Collected data:
//! Engine configuration.
//!
//! ```toml
//! intent_field = "__intent__"
//! revalidate_list_intents = true
//! ```

use std::path::Path as FsPath;

use form_path::{MalformedPath, Segment};
use serde::Deserialize;
use thiserror::Error;

pub const DEFAULT_INTENT_FIELD: &str = "__intent__";

#[derive(Debug, Error)]
pub enum ConfigError {
    #[error("intent field {0:?} is not a single field name")]
    InvalidIntentField(String),
    #[error("field {field:?} collides with the intent field {intent_field:?}")]
    IntentFieldCollision { field: String, intent_field: String },
    #[error("declared field {name:?} is malformed: {error}")]
    MalformedField { name: String, error: MalformedPath },
    #[error("failed to read config: {0}")]
    Io(#[from] std::io::Error),
    #[error("failed to parse config: {0}")]
    Toml(#[from] toml::de::Error),
}

#[derive(Debug, Clone, PartialEq, Eq, Deserialize)]
#[serde(default, deny_unknown_fields)]
pub struct EngineConfig {
    /// Reserved field name carrying the submitter's intent.
    pub intent_field: String,
    /// Re-run the validator after list intents and merge its output into
    /// the edited list. When off, previous errors are only re-addressed.
    pub revalidate_list_intents: bool,
}

impl Default for EngineConfig {
    fn default() -> Self {
        Self {
            intent_field: DEFAULT_INTENT_FIELD.to_string(),
            revalidate_list_intents: true,
        }
    }
}

impl EngineConfig {
    pub fn from_toml_str(text: &str) -> Result<Self, ConfigError> {
        let config: EngineConfig = toml::from_str(text)?;
        config.check()?;
        Ok(config)
    }

    pub fn from_file(path: impl AsRef<FsPath>) -> Result<Self, ConfigError> {
        let text = std::fs::read_to_string(path)?;
        Self::from_toml_str(&text)
    }

    /// The intent field must parse as exactly one key.
    pub fn check(&self) -> Result<(), ConfigError> {
        match form_path::parse(&self.intent_field) {
            Ok(path) if path.len() == 1 && matches!(path.first(), Some(Segment::Key(_))) => Ok(()),
            _ => Err(ConfigError::InvalidIntentField(self.intent_field.clone())),
        }
    }

    /// Reject declared form fields whose top-level name is the intent field.
    pub fn check_fields<'a>(&self, fields: impl IntoIterator<Item = &'a str>) -> Result<(), ConfigError> {
        for name in fields {
            let path = form_path::parse(name).map_err(|error| ConfigError::MalformedField {
                name: name.to_string(),
                error,
            })?;
            if path.first().and_then(Segment::as_key) == Some(self.intent_field.as_str()) {
                return Err(ConfigError::IntentFieldCollision {
                    field: name.to_string(),
                    intent_field: self.intent_field.clone(),
                });
            }
        }
        Ok(())
    }
}
//! Non-fatal data-quality issues found while processing a submission.

use std::fmt;

use form_path::{MalformedPath, Path};

use crate::intent::UnknownIntent;
use crate::value::NodeKind;

#[derive(Debug, Clone, PartialEq)]
pub enum Diagnostic {
    /// The field name could not be parsed; the pair was skipped.
    MalformedPath { name: String, error: MalformedPath },
    /// A later pair needed a different node kind at `path`; the later pair won.
    ConflictingPath { path: Path, previous: NodeKind },
    /// The intent carrier could not be parsed; the submission fell back to `submit`.
    UnknownIntent { raw: String, error: UnknownIntent },
}

impl fmt::Display for Diagnostic {
    fn fmt(&self, f: &mut fmt::Formatter<'_>) -> fmt::Result {
        match self {
            Diagnostic::MalformedPath { name, error } => {
                write!(f, "malformed field name {name:?}: {error}")
            }
            Diagnostic::ConflictingPath { path, previous } => {
                write!(f, "conflicting field at \"{path}\": replaced {previous}")
            }
            Diagnostic::UnknownIntent { raw, error } => {
                write!(f, "unknown intent {raw:?}: {error}")
            }
        }
    }
}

▶ [Prompt]
Repeat every line of the records, exactly as given.

▶ [Output for this task]
//! Engine configuration.
//!
//! ```toml
//! intent_field = "__intent__"
//! revalidate_list_intents = true
//! ```

use std::path::Path as FsPath;

use form_path::{MalformedPath, Segment};
use serde::Deserialize;
use thiserror::Error;

pub const DEFAULT_INTENT_FIELD: &str = "__intent__";

#[derive(Debug, Error)]
pub enum ConfigError {
    #[error("intent field {0:?} is not a single field name")]
    InvalidIntentField(String),
    #[error("field {field:?} collides with the intent field {intent_field:?}")]
    IntentFieldCollision { field: String, intent_field: String },
    #[error("declared field {name:?} is malformed: {error}")]
    MalformedField { name: String, error: MalformedPath },
    #[error("failed to read config: {0}")]
    Io(#[from] std::io::Error),
    #[error("failed to parse config: {0}")]
    Toml(#[from] toml::de::Error),
}

#[derive(Debug, Clone, PartialEq, Eq, Deserialize)]
#[serde(default, deny_unknown_fields)]
pub struct EngineConfig {
    /// Reserved field name carrying the submitter's intent.
    pub intent_field: String,
    /// Re-run the validator after list intents and merge its output into
    /// the edited list. When off, previous errors are only re-addressed.
    pub revalidate_list_intents: bool,
}

impl Default for EngineConfig {
    fn default() -> Self {
        Self {
            intent_field: DEFAULT_INTENT_FIELD.to_string(),
            revalidate_list_intents: true,
        }
    }
}

impl EngineConfig {
    pub fn from_toml_str(text: &str) -> Result<Self, ConfigError> {
        let config: EngineConfig = toml::from_str(text)?;
        config.check()?;
        Ok(config)
    }

    pub fn from_file(path: impl AsRef<FsPath>) -> Result<Self, ConfigError> {
        let text = std::fs::read_to_string(path)?;
        Self::from_toml_str(&text)
    }

    /// The intent field must parse as exactly one key.
    pub fn check(&self) -> Result<(), ConfigError> {
        match form_path::parse(&self.intent_field) {
            Ok(path) if path.len() == 1 && matches!(path.first(), Some(Segment::Key(_))) => Ok(()),
            _ => Err(ConfigError::InvalidIntentField(self.intent_field.clone())),
        }
    }

    /// Reject declared form fields whose top-level name is the intent field.
    pub fn check_fields<'a>(&self, fields: impl IntoIterator<Item = &'a str>) -> Result<(), ConfigError> {
        for name in fields {
            let path = form_path::parse(name).map_err(|error| ConfigError::MalformedField {
                name: name.to_string(),
                error,
            })?;
            if path.first().and_then(Segment::as_key) == Some(self.intent_field.as_str()) {
                return Err(ConfigError::IntentFieldCollision {
                    field: name.to_string(),
                    intent_field: self.intent_field.clone(),
                });
            }
        }
        Ok(())
    }
}
//! Non-fatal data-quality issues found while processing a submission.

use std::fmt;

use form_path::{MalformedPath, Path};

use crate::intent::UnknownIntent;
use crate::value::NodeKind;

#[derive(Debug, Clone, PartialEq)]
pub enum Diagnostic {
    /// The field name could not be parsed; the pair was skipped.
    MalformedPath { name: String, error: MalformedPath },
    /// A later pair needed a different node kind at `path`; the later pair won.
    ConflictingPath { path: Path, previous: NodeKind },
    /// The intent carrier could not be parsed; the submission fell back to `submit`.
    UnknownIntent { raw: String, error: UnknownIntent },
}

impl fmt::Display for Diagnostic {
    fn fmt(&self, f: &mut fmt::Formatter<'_>) -> fmt::Result {
        match self {
            Diagnostic::MalformedPath { name, error } => {
                write!(f, "malformed field name {name:?}: {error}")
            }
            Diagnostic::ConflictingPath { path, previous } => {
                write!(f, "conflicting field at \"{path}\": replaced {previous}")
            }
            Diagnostic::UnknownIntent { raw, error } => {
                write!(f, "unknown intent {raw:?}: {error}")
            }
        }
    }
}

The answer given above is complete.